> YOUR GOAL
Locate the string "zeros" in the records below. Copy every line where it occurs.

Dataset excerpts:
● ● ● ● ●
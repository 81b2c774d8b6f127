//! Covariance of a finished descent and error propagation.

use nalgebra::{DMatrix, DVector};

use crate::domain::Uncertainty;
use crate::fit::gradient::Jacobian;
use crate::math::invert;

#[derive(Debug, Clone)]
pub struct Covariance {
    /// Inverse of the curvature (`nps × nps`).
    pub matrix: DMatrix<f64>,
    /// `√|diag|` per nonlinear slot (fit space).
    pub nonlinear_errors: Vec<Uncertainty>,
    /// Blending ratio and baseline errors, two per group (same layout as
    /// the sensitivity rows).
    pub linear_errors: Vec<Uncertainty>,
    pub constraint_errors: Vec<Uncertainty>,
}

impl Covariance {
    /// Invert the curvature and propagate errors.
    ///
    /// A slot with an all-zero curvature row is not constrained at all; it is
    /// pinned for the inversion, gets an infinite variance, and makes every
    /// quantity that depends on it unbounded.
    pub fn from_jacobian(jacobian: &Jacobian) -> Self {
        let curvature = &jacobian.curvature;
        let n = curvature.nrows();
        let free: Vec<bool> = (0..n)
            .map(|i| curvature.row(i).iter().any(|v| *v != 0.0))
            .collect();

        let mut pinned = curvature.clone();
        for i in (0..n).filter(|i| !free[*i]) {
            pinned[(i, i)] = 1.0;
        }
        let mut reduced = invert(&pinned);
        for i in (0..n).filter(|i| !free[*i]) {
            reduced[(i, i)] = 0.0;
        }

        let nonlinear_errors = reduced
            .diagonal()
            .iter()
            .zip(&free)
            .map(|(v, is_free)| {
                if *is_free {
                    Uncertainty::from_diagonal(*v)
                } else {
                    Uncertainty::Unbounded
                }
            })
            .collect();

        let linear_errors = match &jacobian.sensitivities {
            Some(sens) => propagate_rows(&reduced, &free, sens),
            None => Vec::new(),
        };
        let constraint_errors = propagate_rows(&reduced, &free, &jacobian.constraint_gradients);

        let mut matrix = reduced;
        for i in (0..n).filter(|i| !free[*i]) {
            matrix[(i, i)] = f64::INFINITY;
        }

        Self {
            matrix,
            nonlinear_errors,
            linear_errors,
            constraint_errors,
        }
    }
}

/// `gᵀ·Cov·g` for every row `g`.
fn propagate_rows(cov: &DMatrix<f64>, free: &[bool], rows: &DMatrix<f64>) -> Vec<Uncertainty> {
    rows.row_iter()
        .map(|row| {
            let g: DVector<f64> = row.transpose();
            let touches_pinned = g.iter().zip(free).any(|(v, is_free)| *v != 0.0 && !is_free);
            if touches_pinned {
                Uncertainty::Unbounded
            } else {
                Uncertainty::from_variance(g.dot(&(cov * &g)))
            }
        })
        .collect()
}

#[cfg(test)]
mod tests {
    use super::*;

    fn jacobian(curvature: DMatrix<f64>, sens: Option<DMatrix<f64>>, cons: DMatrix<f64>) -> Jacobian {
        let n = curvature.nrows();
        Jacobian {
            curvature,
            linear_term: DVector::zeros(n),
            constraint_gradients: cons,
            sensitivities: sens,
        }
    }

    #[test]
    fn diagonal_curvature_gives_reciprocal_variances() {
        let c = DMatrix::from_row_slice(2, 2, &[4.0, 0.0, 0.0, 25.0]);
        let cov = Covariance::from_jacobian(&jacobian(c, None, DMatrix::zeros(0, 2)));
        assert_eq!(cov.nonlinear_errors[0], Uncertainty::Bounded(0.5));
        assert_eq!(cov.nonlinear_errors[1], Uncertainty::Bounded(0.2));
        assert!(cov.linear_errors.is_empty());
        assert!(cov.constraint_errors.is_empty());
    }

    #[test]
    fn propagation_through_sensitivities() {
        let c = DMatrix::from_row_slice(2, 2, &[4.0, 0.0, 0.0, 1.0]);
        let sens = DMatrix::from_row_slice(2, 2, &[1.0, 0.0, 1.0, 1.0]);
        let cons = DMatrix::from_row_slice(1, 2, &[0.0, 2.0]);
        let cov = Covariance::from_jacobian(&jacobian(c, Some(sens), cons));
        assert_eq!(cov.linear_errors[0], Uncertainty::Bounded(0.5));
        let e = cov.linear_errors[1].value().unwrap();
        assert!((e - 1.25_f64.sqrt()).abs() < 1e-12);
        assert_eq!(cov.constraint_errors[0], Uncertainty::Bounded(2.0));
    }

    #[test]
    fn unconstrained_slot_does_not_poison_the_rest() {
        let c = DMatrix::from_row_slice(2, 2, &[4.0, 0.0, 0.0, 0.0]);
        let sens = DMatrix::from_row_slice(2, 2, &[1.0, 0.0, 1.0, 1.0]);
        let cov = Covariance::from_jacobian(&jacobian(c, Some(sens), DMatrix::zeros(0, 2)));
        assert_eq!(cov.nonlinear_errors[0], Uncertainty::Bounded(0.5));
        assert_eq!(cov.nonlinear_errors[1], Uncertainty::Unbounded);
        assert_eq!(cov.linear_errors[0], Uncertainty::Bounded(0.5));
        assert_eq!(cov.linear_errors[1], Uncertainty::Unbounded);
        assert_eq!(cov.matrix[(1, 1)], f64::INFINITY);
        assert_eq!(cov.matrix[(0, 1)], 0.0);
    }

    #[test]
    fn zero_gradient_is_unbounded() {
        let c = DMatrix::from_row_slice(1, 1, &[2.0]);
        let sens = DMatrix::from_row_slice(2, 1, &[0.0, 1.0]);
        let cov = Covariance::from_jacobian(&jacobian(c, Some(sens), DMatrix::zeros(0, 1)));
        assert_eq!(cov.linear_errors[0], Uncertainty::Unbounded);
        assert!(cov.linear_errors[1].value().is_some());
    }
}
● ● ● ● ●
> TASK ANSWER
            linear_term: DVector::zeros(n),
        let cov = Covariance::from_jacobian(&jacobian(c, None, DMatrix::zeros(0, 2)));
        let cov = Covariance::from_jacobian(&jacobian(c, Some(sens), DMatrix::zeros(0, 2)));
        let cov = Covariance::from_jacobian(&jacobian(c, Some(sens), DMatrix::zeros(0, 1)));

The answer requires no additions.